━━ Data for the task ━━

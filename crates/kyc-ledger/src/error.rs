//! Errors for the ledger platform services.

use thiserror::Error;

/// Errors from the durable vault.
///
/// Storage failures are the one class the protocol treats as
/// process-fatal rather than negotiation-local; they are surfaced,
/// never swallowed.
#[derive(Error, Debug)]
pub enum LedgerError {
    /// The storage backend failed.
    #[error("storage error: {0}")]
    Storage(String),

    /// A payload could not be canonicalized for id derivation.
    #[error("contract error: {0}")]
    Contract(#[from] kyc_contract::ContractError),
}

/// Rejections from the notary.
///
/// `Conflict` is distinguished from every other failure because it
/// indicates a genuine concurrent update racing over the same prior
/// state, not a bug. No rejection is ever retried automatically.
#[derive(Error, Debug)]
pub enum NotaryError {
    /// An input state was already consumed by a different transaction.
    #[error("input state already consumed by transaction {by}")]
    Conflict {
        /// Hex id of the transaction that consumed the input first.
        by: String,
    },

    /// The transaction carries no validity window.
    #[error("transaction has no validity window")]
    MissingTimeWindow,

    /// The window's midpoint is outside the notary's tolerance of its
    /// own clock.
    #[error("validity window midpoint {midpoint} outside notary tolerance")]
    WindowOutOfTolerance {
        /// The rejected midpoint.
        midpoint: String,
    },

    /// Not every required party has signed.
    #[error("transaction is not fully party-signed: {0}")]
    NotFullySigned(String),

    /// A signature on the submitted transaction failed verification.
    #[error("invalid signature on submitted transaction: {0}")]
    SignatureInvalid(String),

    /// Internal notary state failure.
    #[error("notary state error: {0}")]
    Internal(String),
}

━━━

(What to do): All the entries above are to be transcribed without any alteration.

(Written response):
filename crates/kyc-ledger/src/error.rs
//! Errors for the ledger platform services.

use thiserror::Error;

/// Errors from the durable vault.
///
/// Storage failures are the one class the protocol treats as
/// process-fatal rather than negotiation-local; they are surfaced,
/// never swallowed.
#[derive(Error, Debug)]
pub enum LedgerError {
    /// The storage backend failed.
    #[error("storage error: {0}")]
    Storage(String),

    /// A payload could not be canonicalized for id derivation.
    #[error("contract error: {0}")]
    Contract(#[from] kyc_contract::ContractError),
}

/// Rejections from the notary.
///
/// `Conflict` is distinguished from every other failure because it
/// indicates a genuine concurrent update racing over the same prior
/// state, not a bug. No rejection is ever retried automatically.
#[derive(Error, Debug)]
pub enum NotaryError {
    /// An input state was already consumed by a different transaction.
    #[error("input state already consumed by transaction {by}")]
    Conflict {
        /// Hex id of the transaction that consumed the input first.
        by: String,
    },

    /// The transaction carries no validity window.
    #[error("transaction has no validity window")]
    MissingTimeWindow,

    /// The window's midpoint is outside the notary's tolerance of its
    /// own clock.
    #[error("validity window midpoint {midpoint} outside notary tolerance")]
    WindowOutOfTolerance {
        /// The rejected midpoint.
        midpoint: String,
    },

    /// Not every required party has signed.
    #[error("transaction is not fully party-signed: {0}")]
    NotFullySigned(String),

    /// A signature on the submitted transaction failed verification.
    #[error("invalid signature on submitted transaction: {0}")]
    SignatureInvalid(String),

    /// Internal notary state failure.
    #[error("notary state error: {0}")]
    Internal(String),
}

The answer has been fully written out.